*WHAT YOU WILL DO:*
Your answer should reproduce every line of the material in which the word "digits" occurs.
▬▬▬▬▬▬
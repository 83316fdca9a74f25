use std::path::Path;
use tokio::fs;
use tracing::{debug, info, warn};

use crate::error::{Result, TaidanError};

/// Maximum characters per segment for stable synthesis output.
const MAX_SEGMENT_CHARS: usize = 300;

/// One speaker turn in a dialogue script.
#[derive(Debug, Clone, PartialEq)]
pub struct DialogueSegment {
    pub speaker: String,
    pub text: String,
}

impl DialogueSegment {
    /// Render back to the `[Sx]text` script line format.
    pub fn to_line(&self) -> String {
        format!("[{}]{}", self.speaker, self.text)
    }
}

/// An ordered dialogue script of speaker-tagged segments.
#[derive(Debug, Clone, Default, PartialEq)]
pub struct DialogueScript {
    pub segments: Vec<DialogueSegment>,
}

impl DialogueScript {
    /// Parse script text: one `[Sx]text` line per segment.
    ///
    /// Lines without a tag are attributed by alternating from the previous
    /// speaker; a leading untagged line starts with S1. Comment lines
    /// (`#`, `*`) and blank lines are skipped.
    pub fn parse(content: &str) -> Self {
        let mut segments: Vec<DialogueSegment> = Vec::new();

        for line in content.lines() {
            let line = line.trim();
            if line.is_empty() || line.starts_with('#') || line.starts_with('*') {
                continue;
            }

            if let Some((speaker, text)) = split_tagged_line(line) {
                segments.push(DialogueSegment { speaker, text });
            } else {
                let speaker = match segments.last() {
                    Some(prev) if prev.speaker == "S1" => "S2".to_string(),
                    Some(_) => "S1".to_string(),
                    None => "S1".to_string(),
                };
                segments.push(DialogueSegment {
                    speaker,
                    text: line.to_string(),
                });
            }
        }

        debug!("Parsed {} dialogue segments", segments.len());
        DialogueScript { segments }
    }

    /// Validate the script for synthesis: at least two segments, well-formed
    /// speaker ids, and per-segment length within bounds.
    pub fn validate(&self) -> Result<()> {
        if self.segments.len() < 2 {
            return Err(TaidanError::Dialogue(format!(
                "Dialogue needs at least 2 segments, found {}",
                self.segments.len()
            )));
        }

        for (i, segment) in self.segments.iter().enumerate() {
            if !is_valid_speaker_id(&segment.speaker) {
                return Err(TaidanError::Dialogue(format!(
                    "Segment {} has invalid speaker id '{}'",
                    i + 1,
                    segment.speaker
                )));
            }

            let text = segment.text.trim();
            if text.is_empty() {
                return Err(TaidanError::Dialogue(format!("Segment {} is empty", i + 1)));
            }
            if text.chars().count() > MAX_SEGMENT_CHARS {
                return Err(TaidanError::Dialogue(format!(
                    "Segment {} too long for synthesis: {} chars (max {})",
                    i + 1,
                    text.chars().count(),
                    MAX_SEGMENT_CHARS
                )));
            }
        }

        Ok(())
    }

    /// Distinct speaker ids in order of first appearance.
    pub fn speakers(&self) -> Vec<String> {
        let mut speakers = Vec::new();
        for segment in &self.segments {
            if !speakers.contains(&segment.speaker) {
                speakers.push(segment.speaker.clone());
            }
        }
        speakers
    }

    /// Render to script text, one tagged line per segment.
    pub fn to_text(&self) -> String {
        let mut text = self
            .segments
            .iter()
            .map(|s| s.to_line())
            .collect::<Vec<_>>()
            .join("\n");
        text.push('\n');
        text
    }

    pub async fn load<P: AsRef<Path>>(path: P) -> Result<Self> {
        let path = path.as_ref();
        if !path.exists() {
            return Err(TaidanError::FileNotFound(path.display().to_string()));
        }

        let content = fs::read_to_string(path).await?;
        let script = Self::parse(&content);
        info!("Loaded dialogue script: {} ({} segments)", path.display(), script.segments.len());
        Ok(script)
    }

    pub async fn save<P: AsRef<Path>>(&self, path: P) -> Result<()> {
        let path = path.as_ref();
        fs::write(path, self.to_text()).await?;
        info!("Saved dialogue script: {}", path.display());
        Ok(())
    }

    /// Truncate to the configured segment cap, warning when content is lost.
    pub fn truncate(&mut self, max_segments: usize) {
        if self.segments.len() > max_segments {
            warn!(
                "Truncating dialogue from {} to {} segments",
                self.segments.len(),
                max_segments
            );
            self.segments.truncate(max_segments);
        }
    }
}

fn split_tagged_line(line: &str) -> Option<(String, String)> {
    let rest = line.strip_prefix('[')?;
    let close = rest.find(']')?;
    let tag = &rest[..close];
    if !is_valid_speaker_id(tag) {
        return None;
    }
    Some((tag.to_string(), rest[close + 1..].trim().to_string()))
}

fn is_valid_speaker_id(id: &str) -> bool {
    let mut chars = id.chars();
    matches!(chars.next(), Some('S')) && {
        let digits: String = chars.collect();
        !digits.is_empty() && digits.chars().all(|c| c.is_ascii_digit())
    }
}
use clap::{Parser, Subcommand};
use std::path::PathBuf;

#[derive(Parser)]
#[command(author, version, about, long_about = None)]
pub struct Args {
    /// Enable verbose logging
    #[arg(short, long)]
    pub verbose: bool,

    /// Configuration file path
    #[arg(short, long)]
    pub config: Option<PathBuf>,

    #[command(subcommand)]
    pub command: Commands,
}

#[derive(Subcommand)]
pub enum Commands {
    /// Run the full pipeline: synthesize, render, and combine
    Run {
        /// Dialogue script file with [S1]/[S2] tagged lines
        #[arg(short, long)]
        script: PathBuf,

        /// Base name for the timestamped output folder
        #[arg(short, long, default_value = "dialogue")]
        base_name: String,
    },

    /// Fetch a GitHub repository and convert it to a dialogue script
    Fetch {
        /// Repository URL (https://github.com/owner/repo)
        #[arg(short, long)]
        repo: String,

        /// Output dialogue script file
        #[arg(short, long, default_value = "script.txt")]
        output: PathBuf,

        /// Use the static fallback dialogue when conversion fails
        #[arg(long)]
        allow_fallback: bool,
    },

    /// List trending repositories for a language
    Trending {
        /// Repository language filter
        #[arg(short, long, default_value = "python")]
        language: String,

        /// Number of repositories to list
        #[arg(long, default_value = "10")]
        limit: usize,

        /// Prefetch README content for each listed repository
        #[arg(long)]
        prefetch: bool,
    },

    /// Synthesize narration audio and subtitles from a dialogue script
    Synth {
        /// Dialogue script file
        #[arg(short, long)]
        script: PathBuf,

        /// Output narration audio file
        #[arg(short, long)]
        audio: PathBuf,

        /// Output subtitle file
        #[arg(long)]
        srt: PathBuf,
    },

    /// Render a silent video from a subtitle file and its narration audio
    Render {
        /// Subtitle file carrying the cue timings
        #[arg(long)]
        srt: PathBuf,

        /// Narration audio file (used for total duration)
        #[arg(short, long)]
        audio: PathBuf,

        /// Output directory for the silent video and render temp files
        #[arg(short, long)]
        output_dir: PathBuf,
    },

    /// Combine a silent video with a narration audio track
    Combine {
        /// Silent video file
        #[arg(long)]
        video: PathBuf,

        /// Narration audio file
        #[arg(short, long)]
        audio: PathBuf,

        /// Output video file
        #[arg(short, long)]
        output: PathBuf,
    },

    /// Salvage a silent video from the fragments of a failed render
    Salvage {
        /// Temp directory holding render fragments
        #[arg(short, long)]
        temp_dir: PathBuf,

        /// Output silent video file
        #[arg(short, long)]
        output: PathBuf,
    },
}
#[cfg(test)]
mod tests {
    use super::*;
    use crate::media::MediaCommand;
    use crate::subtitle::Cue;
    use async_trait::async_trait;
    use std::sync::atomic::{AtomicUsize, Ordering};
    use std::sync::Arc;

    fn test_config(output_base: &Path) -> Config {
        let mut config = Config::default();
        config.files.output_base = output_base.to_string_lossy().to_string();
        config.files.keep_temp_files = true;
        config
    }

    struct FakeSynth;

    #[async_trait]
    impl SynthesizerTrait for FakeSynth {
        async fn synthesize(
            &self,
            _script: &DialogueScript,
            audio_path: &Path,
            srt_path: &Path,
        ) -> Result<()> {
            std::fs::write(audio_path, "samples")?;
            let cues = vec![
                Cue { start: 0.0, end: 2.0, speaker: "S1".to_string(), text: "Hello".to_string() },
                Cue { start: 2.0, end: 4.0, speaker: "S2".to_string(), text: "Hi".to_string() },
            ];
            std::fs::write(srt_path, crate::subtitle::render_srt(&cues))?;
            Ok(())
        }

        fn check_availability(&self) -> Result<()> {
            Ok(())
        }

        async fn get_version_info(&self) -> Result<String> {
            Ok("fake-synth".to_string())
        }
    }

    /// Renderer that either completes with a video in temp or fails,
    /// optionally leaving fragments behind.
    struct FakeRenderer {
        complete: bool,
        leave_fragments: bool,
    }

    #[async_trait]
    impl SceneRendererTrait for FakeRenderer {
        async fn render(&self, _spec: &SceneSpec, temp_dir: &Path) -> Result<PathBuf> {
            if self.complete {
                let video = temp_dir.join("dialogue_video.mp4");
                std::fs::write(&video, "full-frames")?;
                return Ok(video);
            }
            if self.leave_fragments {
                let partial = temp_dir.join("partial_movie_files");
                std::fs::create_dir_all(&partial)?;
                std::fs::write(partial.join("0001.mp4"), "aa")?;
                std::fs::write(partial.join("0002.mp4"), "bb")?;
            }
            Err(TaidanError::Render("engine crashed".to_string()))
        }

        fn check_availability(&self) -> Result<()> {
            Ok(())
        }
    }

    struct FakeMedia {
        combines: Arc<AtomicUsize>,
    }

    #[async_trait]
    impl MediaProcessorTrait for FakeMedia {
        async fn combine_audio_video(
            &self,
            video_path: &Path,
            audio_path: &Path,
            output_path: &Path,
        ) -> Result<()> {
            assert!(video_path.exists(), "combine must never run without a video");
            assert!(audio_path.exists(), "combine must never run without audio");
            self.combines.fetch_add(1, Ordering::SeqCst);
            std::fs::write(output_path, "combined")?;
            Ok(())
        }

        async fn concat_fragments(&self, list_file: &Path, output_path: &Path) -> Result<()> {
            let list = std::fs::read_to_string(list_file)?;
            let mut data = Vec::new();
            for line in list.lines() {
                let path = line.trim_start_matches("file '").trim_end_matches('\'');
                data.extend(std::fs::read(path)?);
            }
            std::fs::write(output_path, data)?;
            Ok(())
        }

        async fn probe_duration(&self, _path: &Path) -> Result<f64> {
            Ok(4.0)
        }

        fn check_availability(&self) -> Result<()> {
            Ok(())
        }

        async fn get_version_info(&self) -> Result<String> {
            Ok("fake-media".to_string())
        }

        async fn execute_command(&self, _command: MediaCommand) -> Result<()> {
            Ok(())
        }
    }

    async fn run_pipeline(
        complete: bool,
        leave_fragments: bool,
    ) -> (tempfile::TempDir, Arc<AtomicUsize>, Result<PipelineArtifacts>) {
        let base = tempfile::tempdir().unwrap();
        let combines = Arc::new(AtomicUsize::new(0));

        let pipeline = Pipeline::with_components(
            test_config(base.path()),
            Box::new(FakeSynth),
            Box::new(FakeRenderer { complete, leave_fragments }),
            Box::new(FakeMedia { combines: combines.clone() }),
        );

        let script_path = base.path().join("script.txt");
        std::fs::write(&script_path, "[S1]Hello\n[S2]Hi\n").unwrap();

        let result = pipeline.run(&script_path, "dialogue").await;
        (base, combines, result)
    }

    #[tokio::test]
    async fn test_run_with_complete_render() {
        let (_base, combines, result) = run_pipeline(true, false).await;
        let artifacts = result.unwrap();

        assert!(artifacts.final_video.exists());
        assert!(artifacts.silent_video.exists());
        assert!(artifacts.audio.exists());
        assert!(artifacts.subtitles.exists());
        assert_eq!(combines.load(Ordering::SeqCst), 1);
        // Complete render passed through: silent video holds the full frames
        assert_eq!(std::fs::read_to_string(&artifacts.silent_video).unwrap(), "full-frames");
        assert!(!artifacts.output_dir.join("salvage.log").exists());
    }

    #[tokio::test]
    async fn test_run_recovers_from_partial_render() {
        let (_base, combines, result) = run_pipeline(false, true).await;
        let artifacts = result.unwrap();

        assert!(artifacts.final_video.exists());
        assert_eq!(std::fs::read_to_string(&artifacts.silent_video).unwrap(), "aabb");
        assert_eq!(combines.load(Ordering::SeqCst), 1);

        let log = std::fs::read_to_string(artifacts.output_dir.join("salvage.log")).unwrap();
        assert!(log.contains("outcome=recovered"));
    }

    #[tokio::test]
    async fn test_run_aborts_when_unrecoverable() {
        let (_base, combines, result) = run_pipeline(false, false).await;

        assert!(matches!(result, Err(TaidanError::RenderUnrecoverable(_))));
        // Combine never ran, so no partial output was produced
        assert_eq!(combines.load(Ordering::SeqCst), 0);
    }

    #[tokio::test]
    async fn test_run_rejects_invalid_script() {
        let base = tempfile::tempdir().unwrap();
        let pipeline = Pipeline::with_components(
            test_config(base.path()),
            Box::new(FakeSynth),
            Box::new(FakeRenderer { complete: true, leave_fragments: false }),
            Box::new(FakeMedia { combines: Arc::new(AtomicUsize::new(0)) }),
        );

        let script_path = base.path().join("script.txt");
        std::fs::write(&script_path, "[S1]only one segment\n").unwrap();

        let result = pipeline.run(&script_path, "dialogue").await;
        assert!(matches!(result, Err(TaidanError::Dialogue(_))));
    }

    #[tokio::test]
    async fn test_salvage_entry_point() {
        let base = tempfile::tempdir().unwrap();
        let temp_dir = base.path().join("temp");
        std::fs::create_dir_all(&temp_dir).unwrap();
        std::fs::write(temp_dir.join("0001.mp4"), "frag").unwrap();

        let pipeline = Pipeline::with_components(
            test_config(base.path()),
            Box::new(FakeSynth),
            Box::new(FakeRenderer { complete: false, leave_fragments: false }),
            Box::new(FakeMedia { combines: Arc::new(AtomicUsize::new(0)) }),
        );

        let output = base.path().join("video_silent.mp4");
        let produced = pipeline.salvage(&temp_dir, &output).await.unwrap();

        assert_eq!(produced, output);
        assert_eq!(std::fs::read_to_string(&output).unwrap(), "frag");
    }
}
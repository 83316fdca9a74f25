//! Taidan - Automated Dialogue-to-Video Workflow
//!
//! This is the main entry point for the Taidan application, which turns
//! speaker-tagged dialogue scripts into narrated, subtitled videos using a
//! speech synthesis engine, a scene renderer, and ffmpeg.

use anyhow::Result;
use clap::Parser;
use tracing::{info, Level};
use tracing_appender::{non_blocking, rolling};
use tracing_subscriber::{fmt, layer::SubscriberExt, util::SubscriberInitExt, EnvFilter};

use taidan::cli::{Args, Commands};
use taidan::config::Config;
use taidan::content::{DialogueConverter, GitHubContentFetcher};
use taidan::pipeline::Pipeline;

#[tokio::main]
async fn main() -> Result<()> {
    // Parse command line arguments
    let args = Args::parse();

    // Setup logging to both console and file
    setup_logging(args.verbose)?;

    info!("Starting Taidan - Automated Dialogue-to-Video Workflow");

    // Load configuration
    let config = match &args.config {
        Some(config_path) => Config::from_file(config_path)?,
        None => {
            // Try to load taidan.toml from current directory first
            if std::path::Path::new("taidan.toml").exists() {
                info!("Found taidan.toml in current directory, loading...");
                Config::from_file("taidan.toml")?
            } else {
                Config::default()
            }
        }
    };

    // Execute command
    match args.command {
        Commands::Run { script, base_name } => {
            info!("Running pipeline for script: {}", script.display());

            let pipeline = Pipeline::new(config)?;
            let artifacts = pipeline.run(&script, &base_name).await?;

            println!("\nFinal video: {}", artifacts.final_video.display());
            println!("All files: {}", artifacts.output_dir.display());
        }
        Commands::Fetch { repo, output, allow_fallback } => {
            info!("Fetching repository content: {}", repo);

            let fetcher = GitHubContentFetcher::new(config.content.clone())?;
            let converter = DialogueConverter::new(config.content.clone());

            let content = fetcher.fetch_repository_content(&repo).await?;

            let script = match converter.convert(&content).await {
                Ok(script) => script,
                Err(e) if allow_fallback => {
                    info!("Conversion failed ({}), using fallback dialogue", e);
                    converter.fallback_dialogue(&content)
                }
                Err(e) => return Err(e.into()),
            };

            script.save(&output).await?;
            println!(
                "Wrote {} dialogue segments to {}",
                script.segments.len(),
                output.display()
            );
        }
        Commands::Trending { language, limit, prefetch } => {
            info!("Listing trending {} repositories...", language);

            let fetcher = GitHubContentFetcher::new(config.content.clone())?;

            if prefetch {
                let contents = fetcher.fetch_trending_content(&language, limit).await?;
                println!("\nTrending {} repositories (content cached):", language);
                println!("{:<40} {:<10} {:<50}", "Repository", "Stars", "Description");
                println!("{}", "-".repeat(100));
                for content in contents {
                    println!(
                        "{:<40} {:<10} {:<50}",
                        format!("{}/{}", content.owner, content.repo),
                        content.stars,
                        truncate(&content.description, 47)
                    );
                }
            } else {
                let repos = fetcher.trending_repos(&language, limit).await?;
                println!("\nTrending {} repositories:", language);
                println!("{:<40} {:<10} {:<50}", "Repository", "Stars", "Description");
                println!("{}", "-".repeat(100));
                for repo in repos {
                    println!(
                        "{:<40} {:<10} {:<50}",
                        repo.full_name,
                        repo.stargazers_count,
                        truncate(repo.description.as_deref().unwrap_or(""), 47)
                    );
                }
            }
        }
        Commands::Synth { script, audio, srt } => {
            info!("Synthesizing narration for: {}", script.display());

            let pipeline = Pipeline::new(config)?;
            pipeline.synthesize(&script, &audio, &srt).await?;

            println!("Narration: {}", audio.display());
            println!("Subtitles: {}", srt.display());
        }
        Commands::Render { srt, audio, output_dir } => {
            info!("Rendering silent video for: {}", srt.display());

            tokio::fs::create_dir_all(&output_dir).await?;
            let pipeline = Pipeline::new(config)?;
            let silent = pipeline.render_from_srt(&srt, &audio, &output_dir).await?;

            println!("Silent video: {}", silent.display());
        }
        Commands::Combine { video, audio, output } => {
            info!("Combining {} with {}", video.display(), audio.display());

            let pipeline = Pipeline::new(config)?;
            pipeline.combine(&video, &audio, &output).await?;

            println!("Combined video: {}", output.display());
        }
        Commands::Salvage { temp_dir, output } => {
            info!("Salvaging render fragments from: {}", temp_dir.display());

            let pipeline = Pipeline::new(config)?;
            let salvaged = pipeline.salvage(&temp_dir, &output).await?;

            println!("Salvaged silent video: {}", salvaged.display());
        }
    }

    info!("Taidan workflow completed successfully");
    Ok(())
}

/// Setup logging to both console and file
fn setup_logging(verbose: bool) -> Result<()> {
    // Create log directory
    let taidan_dir = std::env::current_dir()?.join(".taidan");
    let log_dir = taidan_dir.join("log");
    std::fs::create_dir_all(&log_dir)?;

    // Set up file appender with daily rotation
    let file_appender = rolling::daily(&log_dir, "taidan.log");
    let (non_blocking_file, _guard) = non_blocking(file_appender);
    // Keep the guard alive for the duration of the program
    std::mem::forget(_guard);

    // Determine log level
    let log_level = if verbose { Level::DEBUG } else { Level::INFO };

    // Create console layer
    let console_layer = fmt::layer()
        .with_target(false)
        .with_file(true)
        .with_line_number(true);

    // Create file layer
    let file_layer = fmt::layer()
        .with_writer(non_blocking_file)
        .with_target(false)
        .with_file(true)
        .with_line_number(true)
        .with_ansi(false); // No ANSI colors in file

    // Setup layered subscriber
    let subscriber = tracing_subscriber::registry()
        .with(EnvFilter::from_default_env().add_directive(log_level.into()))
        .with(console_layer)
        .with(file_layer);

    // Initialize the subscriber
    subscriber
        .try_init()
        .map_err(|e| anyhow::anyhow!("Failed to initialize logging: {}", e))?;

    info!(
        "Logging initialized - console: {}, file: {}",
        log_level,
        log_dir.join("taidan.log").display()
    );

    Ok(())
}

/// Truncate a string for table display
fn truncate(text: &str, max_chars: usize) -> String {
    if text.chars().count() > max_chars {
        let cut: String = text.chars().take(max_chars).collect();
        format!("{}...", cut)
    } else {
        text.to_string()
    }
}
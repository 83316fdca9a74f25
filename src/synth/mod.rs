// Modular speech synthesis architecture
//
// This module drives the external dialogue TTS engine through a trait so
// the pipeline never depends on a specific synthesizer:
// - FireRed: FireRedTTS2 dialogue CLI implementation
//
// To add a new synthesis engine, implement SynthesizerTrait for it, add it
// to SynthesizerImplementation, and extend the factory.

pub mod firered;

use async_trait::async_trait;
use std::path::Path;

use crate::config::SynthConfig;
use crate::dialogue::DialogueScript;
use crate::error::Result;

/// Main trait for speech synthesis operations
#[async_trait]
pub trait SynthesizerTrait: Send + Sync {
    /// Synthesize a dialogue script into a narration WAV and a timed SRT.
    ///
    /// Both artifacts are written to the given paths; a missing or empty
    /// artifact is a synthesis error.
    async fn synthesize(
        &self,
        script: &DialogueScript,
        audio_path: &Path,
        srt_path: &Path,
    ) -> Result<()>;

    /// Check if the synthesizer is available
    fn check_availability(&self) -> Result<()>;

    /// Get synthesizer version information
    async fn get_version_info(&self) -> Result<String>;
}

/// Synthesizer implementation type
#[derive(Debug, Clone)]
pub enum SynthesizerImplementation {
    FireRed,
    // Future implementations can be added here:
    // Piper,
    // Coqui,
}

/// Factory for creating synthesizer instances
pub struct SynthesizerFactory;

impl SynthesizerFactory {
    /// Create a synthesizer based on implementation type
    pub fn create_synthesizer(
        implementation: SynthesizerImplementation,
        config: SynthConfig,
    ) -> Box<dyn SynthesizerTrait> {
        match implementation {
            SynthesizerImplementation::FireRed => {
                Box::new(firered::FireRedSynthesizer::new(config))
            }
        }
    }

    /// Create with default implementation
    pub fn create_default(config: SynthConfig) -> Box<dyn SynthesizerTrait> {
        Self::create_synthesizer(SynthesizerImplementation::FireRed, config)
    }
}
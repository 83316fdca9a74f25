use std::path::Path;
use std::process::Command;
use tracing::debug;

use crate::error::{Result, TaidanError};

/// Abstract media processing command representation
#[derive(Debug, Clone)]
pub struct MediaCommand {
    pub binary_path: String,
    pub args: Vec<String>,
    pub description: String,
}

impl MediaCommand {
    /// Create a new media processing command
    pub fn new<S1: Into<String>, S2: Into<String>>(binary_path: S1, description: S2) -> Self {
        Self {
            binary_path: binary_path.into(),
            args: Vec::new(),
            description: description.into(),
        }
    }

    /// Add an argument
    pub fn arg<S: Into<String>>(mut self, arg: S) -> Self {
        self.args.push(arg.into());
        self
    }

    /// Add multiple arguments
    pub fn args<I, S>(mut self, args: I) -> Self
    where
        I: IntoIterator<Item = S>,
        S: Into<String>,
    {
        self.args.extend(args.into_iter().map(|s| s.into()));
        self
    }

    /// Add input file
    pub fn input<P: AsRef<Path>>(self, path: P) -> Self {
        self.arg("-i").arg(path.as_ref().to_string_lossy().to_string())
    }

    /// Add output file
    pub fn output<P: AsRef<Path>>(self, path: P) -> Self {
        self.arg(path.as_ref().to_string_lossy().to_string())
    }

    /// Force overwrite output
    pub fn overwrite(self) -> Self {
        self.arg("-y")
    }

    /// Set input container format
    pub fn format<S: Into<String>>(self, format: S) -> Self {
        self.arg("-f").arg(format)
    }

    /// Set video codec
    pub fn video_codec<S: Into<String>>(self, codec: S) -> Self {
        self.arg("-c:v").arg(codec)
    }

    /// Set audio codec
    pub fn audio_codec<S: Into<String>>(self, codec: S) -> Self {
        self.arg("-c:a").arg(codec)
    }

    /// Copy video stream
    pub fn copy_video(self) -> Self {
        self.video_codec("copy")
    }

    /// Copy all streams without re-encoding
    pub fn copy_streams(self) -> Self {
        self.arg("-c").arg("copy")
    }

    /// Limit tool log output
    pub fn quiet(self) -> Self {
        self.arg("-loglevel").arg("warning")
    }

    /// Execute the command
    pub async fn execute(&self) -> Result<()> {
        debug!("Executing media processing command: {} {:?}", self.binary_path, self.args);
        debug!("Description: {}", self.description);

        let mut cmd = Command::new(&self.binary_path);
        cmd.args(&self.args);

        let output = cmd.output()
            .map_err(|e| TaidanError::Media(format!("Failed to execute media processor: {}", e)))?;

        if !output.status.success() {
            let stderr = String::from_utf8_lossy(&output.stderr);
            return Err(TaidanError::Media(format!(
                "{} failed: {}",
                self.description,
                stderr
            )));
        }

        Ok(())
    }

    /// Execute the command and capture stdout
    pub async fn execute_capture(&self) -> Result<String> {
        debug!("Executing media processing command: {} {:?}", self.binary_path, self.args);

        let mut cmd = Command::new(&self.binary_path);
        cmd.args(&self.args);

        let output = cmd.output()
            .map_err(|e| TaidanError::Media(format!("Failed to execute media processor: {}", e)))?;

        if !output.status.success() {
            let stderr = String::from_utf8_lossy(&output.stderr);
            return Err(TaidanError::Media(format!(
                "{} failed: {}",
                self.description,
                stderr
            )));
        }

        Ok(String::from_utf8_lossy(&output.stdout).to_string())
    }
}

/// Builder for the media operations the pipeline needs
pub struct MediaCommandBuilder {
    binary_path: String,
}

impl MediaCommandBuilder {
    /// Create a new command builder
    pub fn new<S: Into<String>>(binary_path: S) -> Self {
        Self {
            binary_path: binary_path.into(),
        }
    }

    /// Build the audio/video combine command: copies the video stream and
    /// encodes the narration to AAC, so the output duration follows the
    /// video track and audio starts at t=0.
    pub fn combine_audio_video<P: AsRef<Path>>(
        &self,
        video_path: P,
        audio_path: P,
        output_path: P,
        additional_options: &[String],
    ) -> MediaCommand {
        let mut cmd = MediaCommand::new(&self.binary_path, "Audio/video combine")
            .overwrite()
            .input(&video_path)
            .input(&audio_path)
            .copy_video()
            .audio_codec("aac")
            .arg("-strict").arg("experimental")
            .quiet();

        for option in additional_options {
            cmd = cmd.arg(option);
        }

        cmd.output(output_path)
    }

    /// Build the fragment concatenation command over a concat demuxer file
    /// list, copying streams without re-encoding.
    pub fn concat_fragments<P: AsRef<Path>>(
        &self,
        list_file: P,
        output_path: P,
    ) -> MediaCommand {
        MediaCommand::new(&self.binary_path, "Fragment concatenation")
            .overwrite()
            .format("concat")
            .arg("-safe").arg("0")
            .input(list_file)
            .copy_streams()
            .quiet()
            .output(output_path)
    }

    /// Build version check command
    pub fn version_check(&self) -> MediaCommand {
        MediaCommand::new(&self.binary_path, "Version check")
            .arg("-version")
    }

    /// Build custom command
    pub fn custom<S: Into<String>>(&self, description: S) -> MediaCommand {
        MediaCommand::new(&self.binary_path, description.into())
    }
}

#[cfg(test)]
mod tests {
    use super::*;
    use std::path::PathBuf;

    #[test]
    fn test_combine_command_shape() {
        let builder = MediaCommandBuilder::new("ffmpeg");
        let cmd = builder.combine_audio_video(
            &PathBuf::from("video_silent.mp4"),
            &PathBuf::from("audio.wav"),
            &PathBuf::from("final.mp4"),
            &[],
        );

        assert_eq!(cmd.binary_path, "ffmpeg");
        let joined = cmd.args.join(" ");
        assert!(joined.starts_with("-y -i video_silent.mp4 -i audio.wav"));
        assert!(joined.contains("-c:v copy"));
        assert!(joined.contains("-c:a aac"));
        assert_eq!(cmd.args.last().unwrap(), "final.mp4");
    }

    #[test]
    fn test_combine_command_is_deterministic() {
        let builder = MediaCommandBuilder::new("ffmpeg");
        let a = builder.combine_audio_video(
            &PathBuf::from("v.mp4"),
            &PathBuf::from("a.wav"),
            &PathBuf::from("out.mp4"),
            &["-preset".to_string(), "medium".to_string()],
        );
        let b = builder.combine_audio_video(
            &PathBuf::from("v.mp4"),
            &PathBuf::from("a.wav"),
            &PathBuf::from("out.mp4"),
            &["-preset".to_string(), "medium".to_string()],
        );

        assert_eq!(a.args, b.args);
        // Overwrite flag makes re-runs land on the same output path
        assert!(a.args.contains(&"-y".to_string()));
    }

    #[test]
    fn test_concat_command_shape() {
        let builder = MediaCommandBuilder::new("ffmpeg");
        let cmd = builder.concat_fragments(
            &PathBuf::from("filelist.txt"),
            &PathBuf::from("video_silent.mp4"),
        );

        let joined = cmd.args.join(" ");
        assert!(joined.contains("-f concat -safe 0 -i filelist.txt"));
        assert!(joined.contains("-c copy"));
        assert_eq!(cmd.args.last().unwrap(), "video_silent.mp4");
    }
}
▬▬▬▬▬▬
*YOUR SOLUTION:*
        let digits: String = chars.collect();
        !digits.is_empty() && digits.chars().all(|c| c.is_ascii_digit())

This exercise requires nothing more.